## TASK DESCRIPTION:
Copy every line of the records that includes the word "apply".

## SUPPLIED INFORMATION:
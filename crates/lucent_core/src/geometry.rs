//! Geometry primitives
//!
//! Points and sizes are in points (logical units) unless the type says
//! otherwise; [`PixelSize`] is always device pixels.

use serde::{Deserialize, Serialize};

use crate::error::{Error, Result};

/// 2D point
#[derive(Clone, Copy, Debug, Default, PartialEq, Serialize, Deserialize)]
pub struct Point {
    pub x: f32,
    pub y: f32,
}

impl Point {
    pub const ZERO: Point = Point { x: 0.0, y: 0.0 };

    pub const fn new(x: f32, y: f32) -> Self {
        Self { x, y }
    }

    pub fn length(self) -> f32 {
        (self.x * self.x + self.y * self.y).sqrt()
    }
}

/// 2D size
#[derive(Clone, Copy, Debug, Default, PartialEq, Serialize, Deserialize)]
pub struct Size {
    pub width: f32,
    pub height: f32,
}

impl Size {
    pub const ZERO: Size = Size {
        width: 0.0,
        height: 0.0,
    };

    pub const fn new(width: f32, height: f32) -> Self {
        Self { width, height }
    }

    /// Convert to a Rect at the origin (0, 0)
    pub const fn to_rect(self) -> Rect {
        Rect {
            origin: Point::ZERO,
            size: self,
        }
    }

    /// Scale to device pixels, rounding to the nearest pixel.
    ///
    /// Negative or NaN products collapse to zero.
    pub fn to_pixels(self, scale: f32) -> PixelSize {
        let px = |v: f32| {
            let scaled = (v * scale).round();
            if scaled.is_finite() && scaled > 0.0 {
                scaled as u32
            } else {
                0
            }
        };
        PixelSize {
            width: px(self.width),
            height: px(self.height),
        }
    }
}

/// Axis-aligned rectangle
#[derive(Clone, Copy, Debug, Default, PartialEq, Serialize, Deserialize)]
pub struct Rect {
    pub origin: Point,
    pub size: Size,
}

impl Rect {
    pub const ZERO: Rect = Rect {
        origin: Point::ZERO,
        size: Size::ZERO,
    };

    pub const fn new(x: f32, y: f32, width: f32, height: f32) -> Self {
        Self {
            origin: Point::new(x, y),
            size: Size::new(width, height),
        }
    }

    pub fn width(&self) -> f32 {
        self.size.width
    }

    pub fn height(&self) -> f32 {
        self.size.height
    }

    pub fn center(&self) -> Point {
        Point::new(
            self.origin.x + self.size.width * 0.5,
            self.origin.y + self.size.height * 0.5,
        )
    }

    /// True when either dimension is non-positive (or NaN)
    pub fn is_degenerate(&self) -> bool {
        !(self.size.width > 0.0 && self.size.height > 0.0)
    }
}

/// Affine transform from view-local points to global (window) points
///
/// | a  c  tx |
/// | b  d  ty |
/// | 0  0   1 |
#[derive(Clone, Copy, Debug, PartialEq, Serialize, Deserialize)]
pub struct Transform {
    pub elements: [f32; 6],
}

impl Default for Transform {
    fn default() -> Self {
        Self::IDENTITY
    }
}

impl Transform {
    pub const IDENTITY: Transform = Transform {
        elements: [1.0, 0.0, 0.0, 1.0, 0.0, 0.0],
    };

    pub fn translation(x: f32, y: f32) -> Self {
        Self {
            elements: [1.0, 0.0, 0.0, 1.0, x, y],
        }
    }

    pub fn scale(sx: f32, sy: f32) -> Self {
        Self {
            elements: [sx, 0.0, 0.0, sy, 0.0, 0.0],
        }
    }

    pub fn apply(&self, p: Point) -> Point {
        let [a, b, c, d, tx, ty] = self.elements;
        Point::new(a * p.x + c * p.y + tx, b * p.x + d * p.y + ty)
    }

    /// Bounding box of `rect` after the transform
    pub fn map_rect(&self, rect: Rect) -> Rect {
        let corners = [
            self.apply(rect.origin),
            self.apply(Point::new(rect.origin.x + rect.width(), rect.origin.y)),
            self.apply(Point::new(rect.origin.x, rect.origin.y + rect.height())),
            self.apply(Point::new(
                rect.origin.x + rect.width(),
                rect.origin.y + rect.height(),
            )),
        ];
        let (mut min_x, mut min_y) = (f32::MAX, f32::MAX);
        let (mut max_x, mut max_y) = (f32::MIN, f32::MIN);
        for c in corners {
            min_x = min_x.min(c.x);
            min_y = min_y.min(c.y);
            max_x = max_x.max(c.x);
            max_y = max_y.max(c.y);
        }
        Rect::new(min_x, min_y, max_x - min_x, max_y - min_y)
    }
}

/// Size in device pixels
#[derive(Clone, Copy, Debug, Default, PartialEq, Eq, Hash, Serialize, Deserialize)]
pub struct PixelSize {
    pub width: u32,
    pub height: u32,
}

impl PixelSize {
    pub const fn new(width: u32, height: u32) -> Self {
        Self { width, height }
    }

    pub fn is_empty(&self) -> bool {
        self.width == 0 || self.height == 0
    }

    /// Reject empty sizes with [`Error::InvalidSize`]
    pub fn validated(self) -> Result<Self> {
        if self.is_empty() {
            return Err(Error::InvalidSize {
                width: self.width,
                height: self.height,
            });
        }
        Ok(self)
    }
}

impl std::fmt::Display for PixelSize {
    fn fmt(&self, f: &mut std::fmt::Formatter<'_>) -> std::fmt::Result {
        write!(f, "{}x{}", self.width, self.height)
    }
}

## SOLUTION FOR THIS EXERCISE:
    pub fn apply(&self, p: Point) -> Point {
            self.apply(rect.origin),
            self.apply(Point::new(rect.origin.x + rect.width(), rect.origin.y)),
            self.apply(Point::new(rect.origin.x, rect.origin.y + rect.height())),
            self.apply(Point::new(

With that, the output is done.